(Saved entries)
+---+

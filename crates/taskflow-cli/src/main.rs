use std::ffi::OsString;

fn main() {
    let args: Vec<OsString> = std::env::args_os().collect();
    if let Err(err) = taskflow_core::run(args) {
        eprintln!("error: {err:#}");
        std::process::exit(1);
    }
}
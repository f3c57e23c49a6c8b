//! Browser services outside yew: desktop
//! notifications and file downloads.

use gloo::file::{
  Blob,
  ObjectUrl
};
use gloo::timers::future::TimeoutFuture;
use taskflow_shared::DueNotification;
use wasm_bindgen::JsCast;

#[derive(Debug, Clone, Copy, PartialEq, Eq)]
pub enum NotificationPermission {
  Unsupported,
  Default,
  Granted,
  Denied
}

pub fn notification_permission()
-> NotificationPermission {
  let Some(window) = web_sys::window()
  else {
    return NotificationPermission::Unsupported;
  };

  let has_notification =
    js_sys::Reflect::has(
      window.as_ref(),
      &wasm_bindgen::JsValue::from_str(
        "Notification"
      )
    )
    .unwrap_or(false);

  if !has_notification {
    return NotificationPermission::Unsupported;
  }

  match web_sys::Notification::permission()
  {
    | web_sys::NotificationPermission::Default => {
      NotificationPermission::Default
    }
    | web_sys::NotificationPermission::Granted => {
      NotificationPermission::Granted
    }
    | web_sys::NotificationPermission::Denied => {
      NotificationPermission::Denied
    }
    | _ => NotificationPermission::Unsupported
  }
}

/// Asks once, only while the user has not
/// decided yet.
pub fn request_notification_permission() {
  if notification_permission()
    != NotificationPermission::Default
  {
    return;
  }

  match web_sys::Notification::request_permission()
  {
    | Ok(promise) => {
      wasm_bindgen_futures::spawn_local(
        async move {
          match wasm_bindgen_futures::JsFuture::from(promise).await {
            | Ok(_) => {
              tracing::info!(
                permission = ?notification_permission(),
                "notification permission \
                 request completed"
              );
            }
            | Err(error) => {
              tracing::error!(
                error = ?error,
                "notification permission \
                 request failed"
              );
            }
          }
        }
      );
    }
    | Err(error) => {
      tracing::error!(
        error = ?error,
        "failed starting notification \
         permission request"
      );
    }
  }
}

pub fn emit_notification(
  notification: &DueNotification
) -> bool {
  if notification_permission()
    != NotificationPermission::Granted
  {
    tracing::debug!(
      tag = notification.tag,
      "skipping notification because \
       permission is not granted"
    );
    return false;
  }

  let options =
    web_sys::NotificationOptions::new();
  options.set_body(&notification.body);
  options.set_icon("/favicon.ico");
  options.set_tag(notification.tag);

  match web_sys::Notification::new_with_options(
    &notification.title,
    &options
  ) {
    | Ok(_) => {
      tracing::info!(
        tag = notification.tag,
        "emitted due notification"
      );
      true
    }
    | Err(error) => {
      tracing::error!(
        error = ?error,
        tag = notification.tag,
        "failed to emit due notification"
      );
      false
    }
  }
}

/// Saves `bytes` through a temporary
/// object URL and a synthetic link click.
pub fn download(
  file_name: &str,
  bytes: &[u8]
) -> Result<(), String> {
  let document = web_sys::window()
    .and_then(|window| window.document())
    .ok_or_else(|| {
      "no document available".to_string()
    })?;

  let blob = Blob::new_with_options(
    bytes,
    Some("application/json")
  );
  let url = ObjectUrl::from(blob);

  let anchor = document
    .create_element("a")
    .map_err(|err| format!("{err:?}"))?
    .dyn_into::<web_sys::HtmlAnchorElement>()
    .map_err(|_| {
      "created element is not an anchor"
        .to_string()
    })?;
  anchor.set_href(&url);
  anchor.set_download(file_name);
  anchor.click();

  // Revoking right away can cancel the
  // download in some browsers.
  wasm_bindgen_futures::spawn_local(
    async move {
      TimeoutFuture::new(1_000).await;
      drop(url);
    }
  );

  tracing::info!(file = file_name, size = bytes.len(), "backup download started");
  Ok(())
}
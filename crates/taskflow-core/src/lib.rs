pub mod backup;
pub mod cli;
pub mod client;
pub mod commands;
pub mod config;
pub mod controller;
pub mod render;

use std::ffi::OsString;
use std::io;

use anyhow::Context;
use clap::Parser;
use taskflow_shared::datetime::{
  local_today,
  today_in
};
use tracing::{
  debug,
  info
};

use crate::controller::Clock;

#[tracing::instrument(skip_all)]
pub fn run(
  raw_args: Vec<OsString>
) -> anyhow::Result<()> {
  let pre =
    cli::preprocess_args(&raw_args)?;
  let cli = cli::GlobalCli::parse_from(
    pre.cleaned_args
  );

  cli::init_tracing(
    cli.verbose,
    cli.quiet
  )?;

  info!(
    verbose = cli.verbose,
    quiet = cli.quiet,
    "starting taskflow CLI"
  );
  debug!(?pre.rc_overrides, "preprocessed rc overrides");

  let mut cfg = config::Config::load(
    cli.config.as_deref()
  )?;
  cfg.apply_overrides(
    pre
      .rc_overrides
      .into_iter()
      .chain(
        cli
          .rc_overrides
          .into_iter()
          .map(|kv| (kv.key, kv.value))
      )
      .chain(cli.api.map(|url| {
        ("api.base_url".to_string(), url)
      }))
  );

  let api = client::HttpTaskApi::new(
    &cfg.base_url(),
    cfg.timeout()?
  )?;
  let clock: Clock =
    match cfg.timezone() {
      | Some(tz) => {
        Box::new(move || today_in(&tz))
      }
      | None => Box::new(local_today)
    };

  let command = match cli.command {
    | Some(command) => command,
    | None => {
      commands::default_command(&cfg)?
    }
  };

  let renderer =
    render::Renderer::new(&cfg)?;
  let mut app = commands::App::new(
    controller::UiController::new(
      api, clock
    ),
    renderer,
    cfg.export_dir(),
    io::stdin().lock(),
    io::stdout().lock()
  );

  let runtime =
    tokio::runtime::Builder::new_current_thread()
      .enable_all()
      .build()
      .context(
        "failed to start async runtime"
      )?;
  runtime.block_on(app.execute(command))?;

  info!("done");
  Ok(())
}
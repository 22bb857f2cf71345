#![forbid(unsafe_code)]

mod support;

use serde_json::json;
use support::*;

#[test]
fn stdio_round_trip_serves_crud_and_jobs() {
    let mut server = Server::start("stdio_round_trip");

    let response = server.request(granted(
        "createPost",
        json!({ "values": { "title": "hello", "views": 1 } }),
    ));
    assert_eq!(response["result"]["title"], json!("hello"));

    let response = server.request(granted(
        "listPosts",
        json!({ "where": { "title": { "startsWith": "he" } } }),
    ));
    assert_eq!(response["result"]["count"], json!(1));

    let response = server.request(granted("ping", json!({})));
    assert_eq!(response["result"], json!({}));

    let response = server.request(granted("noSuchMethod", json!({})));
    assert_eq!(
        response["error"]["code"],
        json!("METHOD_NOT_FOUND"),
        "unexpected response: {response}"
    );
}

#[test]
fn stdio_survives_malformed_lines() {
    let mut server = Server::start("stdio_malformed");

    let response = server.request_raw("this is not json");
    assert_eq!(response["error"]["code"], json!("INVALID_INPUT"));

    // The loop keeps serving after a bad line.
    let response = server.request(granted("ping", json!({})));
    assert_eq!(response["result"], json!({}));
}
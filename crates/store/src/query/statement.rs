#![forbid(unsafe_code)]

//! Statement builders and transaction-scoped executors.
//!
//! Builders produce a `QueryPlan`; executors render it, bind the inputs
//! positionally and decode result rows back to field-keyed JSON objects.
//! Nothing here interpolates a caller value into statement text.

use gantry_core::schema::{AppSchema, FieldType, ModelSchema, PRIMARY_KEY_FIELD};
use gantry_core::value::Value;
use rusqlite::Transaction;
use serde_json::{Map, Number};

use crate::StoreError;
use crate::error::translate_write_error;
use crate::query::conditions::{self, Filter, check_operand};
use crate::query::{Page, QueryPlan, WriteMap, to_sql_value};

pub type Row = Map<String, serde_json::Value>;

pub fn select_plan(
    app: &AppSchema,
    model: &ModelSchema,
    filter: &Filter,
    page: Page,
) -> Result<QueryPlan, StoreError> {
    let compiled = conditions::compile(app, model, filter)?;

    let columns = model
        .fields
        .iter()
        .map(|field| format!("\"{}\".\"{}\"", model.table, field.column))
        .collect::<Vec<_>>()
        .join(", ");

    let mut plan = QueryPlan::new();
    plan.push_sql(format!("SELECT {columns} FROM \"{}\"", model.table));
    for join in &compiled.joins {
        plan.push_sql(join.render());
    }
    if !compiled.where_plan.is_empty() {
        plan.push_sql(" WHERE ");
        plan.append(compiled.where_plan);
    }
    if !compiled.order_sql.is_empty() {
        plan.push_sql(compiled.order_sql);
    }

    match (page.limit, page.offset) {
        (Some(limit), offset) => {
            plan.push_sql(" LIMIT ");
            plan.push_input(Value::Integer(to_i64(limit)?));
            if let Some(offset) = offset {
                plan.push_sql(" OFFSET ");
                plan.push_input(Value::Integer(to_i64(offset)?));
            }
        }
        (None, Some(offset)) => {
            // SQLite requires a LIMIT clause before OFFSET; -1 means unbounded.
            plan.push_sql(" LIMIT -1 OFFSET ");
            plan.push_input(Value::Integer(to_i64(offset)?));
        }
        (None, None) => {}
    }

    Ok(plan)
}

pub fn insert_plan(model: &ModelSchema, values: &WriteMap) -> Result<QueryPlan, StoreError> {
    validate_write(model, values)?;

    let mut plan = QueryPlan::new();
    if values.is_empty() {
        plan.push_sql(format!("INSERT INTO \"{}\" DEFAULT VALUES", model.table));
        return Ok(plan);
    }

    let mut columns = Vec::new();
    let mut inputs = Vec::new();
    for (field_name, value) in values.iter() {
        let field = model.field(field_name).ok_or_else(|| StoreError::UnknownField {
            model: model.name.clone(),
            field: field_name.to_string(),
        })?;
        columns.push(format!("\"{}\"", field.column));
        inputs.push(value.clone());
    }

    plan.push_sql(format!(
        "INSERT INTO \"{}\" ({}) VALUES (",
        model.table,
        columns.join(", ")
    ));
    for (index, value) in inputs.into_iter().enumerate() {
        if index > 0 {
            plan.push_sql(", ");
        }
        plan.push_input(value);
    }
    plan.push_sql(")");
    Ok(plan)
}

pub fn update_plan(
    model: &ModelSchema,
    id: &str,
    values: &WriteMap,
) -> Result<QueryPlan, StoreError> {
    if values.is_empty() {
        return Err(StoreError::InvalidInput("no fields to update"));
    }
    if values.get(PRIMARY_KEY_FIELD).is_some() {
        return Err(StoreError::InvalidInput("the id field cannot be updated"));
    }
    validate_write(model, values)?;

    let mut plan = QueryPlan::new();
    plan.push_sql(format!("UPDATE \"{}\" SET ", model.table));
    let mut first = true;
    for (field_name, value) in values.iter() {
        let field = model.field(field_name).ok_or_else(|| StoreError::UnknownField {
            model: model.name.clone(),
            field: field_name.to_string(),
        })?;
        if !first {
            plan.push_sql(", ");
        }
        plan.push_sql(format!("\"{}\" = ", field.column));
        plan.push_input(value.clone());
        first = false;
    }
    plan.push_sql(format!(" WHERE \"{PRIMARY_KEY_FIELD}\" IS "));
    plan.push_input(Value::Text(id.to_string()));
    Ok(plan)
}

pub fn delete_plan(model: &ModelSchema, id: &str) -> QueryPlan {
    let mut plan = QueryPlan::new();
    plan.push_sql(format!(
        "DELETE FROM \"{}\" WHERE \"{PRIMARY_KEY_FIELD}\" IS ",
        model.table
    ));
    plan.push_input(Value::Text(id.to_string()));
    plan
}

pub fn find_many(
    tx: &Transaction<'_>,
    app: &AppSchema,
    model: &ModelSchema,
    filter: &Filter,
    page: Page,
) -> Result<Vec<Row>, StoreError> {
    let plan = select_plan(app, model, filter, page)?;
    query_rows(tx, model, &plan)
}

pub fn find_one(
    tx: &Transaction<'_>,
    app: &AppSchema,
    model: &ModelSchema,
    filter: &Filter,
) -> Result<Option<Row>, StoreError> {
    let plan = select_plan(
        app,
        model,
        filter,
        Page {
            limit: Some(1),
            offset: None,
        },
    )?;
    Ok(query_rows(tx, model, &plan)?.into_iter().next())
}

/// Inserts a row and returns it as stored. When the write map lacks an id,
/// one is allocated from the per-table counter inside the same transaction.
pub fn create_row(
    tx: &Transaction<'_>,
    app: &AppSchema,
    model: &ModelSchema,
    values: &WriteMap,
) -> Result<Row, StoreError> {
    let mut values = values.clone();
    let id = match values.get(PRIMARY_KEY_FIELD) {
        Some(Value::Text(id)) => id.clone(),
        Some(_) => return Err(StoreError::InvalidInput("id must be text")),
        None => {
            let id = next_record_id(tx, &model.table)?;
            values.set(PRIMARY_KEY_FIELD, Value::Text(id.clone()));
            id
        }
    };

    let plan = insert_plan(model, &values)?;
    execute_write(tx, model, &values, &plan)?;
    read_back(tx, app, model, &id)
}

pub fn update_row(
    tx: &Transaction<'_>,
    app: &AppSchema,
    model: &ModelSchema,
    id: &str,
    values: &WriteMap,
) -> Result<Row, StoreError> {
    let plan = update_plan(model, id, values)?;
    let affected = execute_write(tx, model, values, &plan)?;
    if affected == 0 {
        return Err(StoreError::RecordNotFound);
    }
    read_back(tx, app, model, id)
}

pub fn delete_row(
    tx: &Transaction<'_>,
    model: &ModelSchema,
    id: &str,
) -> Result<(), StoreError> {
    let plan = delete_plan(model, id);
    let affected = execute_write(tx, model, &WriteMap::new(), &plan)?;
    if affected == 0 {
        return Err(StoreError::RecordNotFound);
    }
    Ok(())
}

fn query_rows(
    tx: &Transaction<'_>,
    model: &ModelSchema,
    plan: &QueryPlan,
) -> Result<Vec<Row>, StoreError> {
    let (text, params) = plan.render();
    let mut stmt = tx.prepare(&text)?;
    let bound = params.iter().map(to_sql_value).collect::<Vec<_>>();
    let rows = stmt.query_map(rusqlite::params_from_iter(bound), |row| {
        let mut decoded = Row::new();
        for (index, field) in model.fields.iter().enumerate() {
            let value = match &field.ty {
                FieldType::Text | FieldType::Enum { .. } => row
                    .get::<_, Option<String>>(index)?
                    .map_or(serde_json::Value::Null, serde_json::Value::String),
                FieldType::Number | FieldType::Timestamp => row
                    .get::<_, Option<i64>>(index)?
                    .map_or(serde_json::Value::Null, |n| {
                        serde_json::Value::Number(Number::from(n))
                    }),
                FieldType::Boolean => row
                    .get::<_, Option<i64>>(index)?
                    .map_or(serde_json::Value::Null, |n| {
                        serde_json::Value::Bool(n != 0)
                    }),
            };
            decoded.insert(field.name.clone(), value);
        }
        Ok(decoded)
    })?;
    Ok(rows.collect::<Result<Vec<_>, _>>()?)
}

fn execute_write(
    tx: &Transaction<'_>,
    model: &ModelSchema,
    values: &WriteMap,
    plan: &QueryPlan,
) -> Result<usize, StoreError> {
    let (text, params) = plan.render();
    let bound = params.iter().map(to_sql_value).collect::<Vec<_>>();
    tx.execute(&text, rusqlite::params_from_iter(bound))
        .map_err(|err| translate_write_error(err, model, values))
}

fn read_back(
    tx: &Transaction<'_>,
    app: &AppSchema,
    model: &ModelSchema,
    id: &str,
) -> Result<Row, StoreError> {
    let filter = Filter::from(
        conditions::ConditionSet::new().with(conditions::Condition::equals(
            PRIMARY_KEY_FIELD,
            Value::Text(id.to_string()),
        )),
    );
    find_one(tx, app, model, &filter)?.ok_or(StoreError::RecordNotFound)
}

fn validate_write(model: &ModelSchema, values: &WriteMap) -> Result<(), StoreError> {
    for (field_name, value) in values.iter() {
        let field = model.field(field_name).ok_or_else(|| StoreError::UnknownField {
            model: model.name.clone(),
            field: field_name.to_string(),
        })?;
        // Nullability is left to the store so not-null violations surface
        // through the error translator with the real constraint diagnostic.
        if !value.is_null() {
            check_operand(field_name, field, value)?;
        }
    }
    Ok(())
}

fn next_record_id(tx: &Transaction<'_>, table: &str) -> Result<String, StoreError> {
    use rusqlite::OptionalExtension;

    let current: i64 = tx
        .query_row(
            "SELECT value FROM gantry_counters WHERE name = ?1",
            rusqlite::params![table],
            |row| row.get(0),
        )
        .optional()?
        .unwrap_or(0);
    let next = current + 1;
    tx.execute(
        "INSERT INTO gantry_counters(name, value) VALUES (?1, ?2) \
         ON CONFLICT(name) DO UPDATE SET value = excluded.value",
        rusqlite::params![table, next],
    )?;
    Ok(format!("{table}_{next:012}"))
}

fn to_i64(value: u64) -> Result<i64, StoreError> {
    i64::try_from(value).map_err(|_| StoreError::InvalidInput("numeric overflow"))
}
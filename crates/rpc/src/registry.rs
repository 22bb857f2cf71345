#![forbid(unsafe_code)]

//! Explicit method dispatch table.
//!
//! Method names map to handler functions through a plain map built at
//! startup: no reflection, no dynamic resolution. Registration fails on
//! duplicates so a bad wiring is caught at construction, not at dispatch.

use std::collections::BTreeMap;

use serde_json::Value;

use crate::context::ExecutionContext;
use crate::error::RuntimeError;

#[derive(Clone, Copy, Debug, PartialEq, Eq)]
pub enum MethodKind {
    /// Request/response operation; must produce a result payload.
    Action,
    /// Triggered unit of work; reports only success or failure.
    Job,
}

pub type HandlerResult = Result<Option<Value>, RuntimeError>;
pub type HandlerFn =
    Box<dyn for<'e> Fn(&mut ExecutionContext<'e>, &Value) -> HandlerResult + Send + Sync>;

pub struct MethodSpec {
    pub kind: MethodKind,
    handler: HandlerFn,
}

impl MethodSpec {
    pub fn invoke(&self, ctx: &mut ExecutionContext<'_>, params: &Value) -> HandlerResult {
        (self.handler)(ctx, params)
    }
}

impl std::fmt::Debug for MethodSpec {
    fn fmt(&self, f: &mut std::fmt::Formatter<'_>) -> std::fmt::Result {
        f.debug_struct("MethodSpec")
            .field("kind", &self.kind)
            .finish_non_exhaustive()
    }
}

#[derive(Debug)]
pub enum RegistryError {
    DuplicateMethod(String),
}

impl std::fmt::Display for RegistryError {
    fn fmt(&self, f: &mut std::fmt::Formatter<'_>) -> std::fmt::Result {
        match self {
            Self::DuplicateMethod(name) => write!(f, "method registered twice: {name}"),
        }
    }
}

impl std::error::Error for RegistryError {}

#[derive(Debug, Default)]
pub struct HandlerRegistry {
    methods: BTreeMap<String, MethodSpec>,
}

impl HandlerRegistry {
    pub fn new() -> Self {
        Self::default()
    }

    pub fn register_action<F>(&mut self, name: impl Into<String>, handler: F) -> Result<(), RegistryError>
    where
        F: for<'e> Fn(&mut ExecutionContext<'e>, &Value) -> HandlerResult + Send + Sync + 'static,
    {
        self.register(name.into(), MethodKind::Action, Box::new(handler))
    }

    pub fn register_job<F>(&mut self, name: impl Into<String>, handler: F) -> Result<(), RegistryError>
    where
        F: for<'e> Fn(&mut ExecutionContext<'e>, &Value) -> HandlerResult + Send + Sync + 'static,
    {
        self.register(name.into(), MethodKind::Job, Box::new(handler))
    }

    fn register(
        &mut self,
        name: String,
        kind: MethodKind,
        handler: HandlerFn,
    ) -> Result<(), RegistryError> {
        if self.methods.contains_key(&name) {
            return Err(RegistryError::DuplicateMethod(name));
        }
        self.methods.insert(name, MethodSpec { kind, handler });
        Ok(())
    }

    pub fn get(&self, name: &str) -> Option<&MethodSpec> {
        self.methods.get(name)
    }

    pub fn method_names(&self) -> Vec<&str> {
        self.methods.keys().map(|name| name.as_str()).collect()
    }
}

+---+

**Work instruction:** Whichever lines of the data include the word "enumerate", pull them out.

**Exercise solution:**
    for (index, value) in inputs.into_iter().enumerate() {
        for (index, field) in model.fields.iter().enumerate() {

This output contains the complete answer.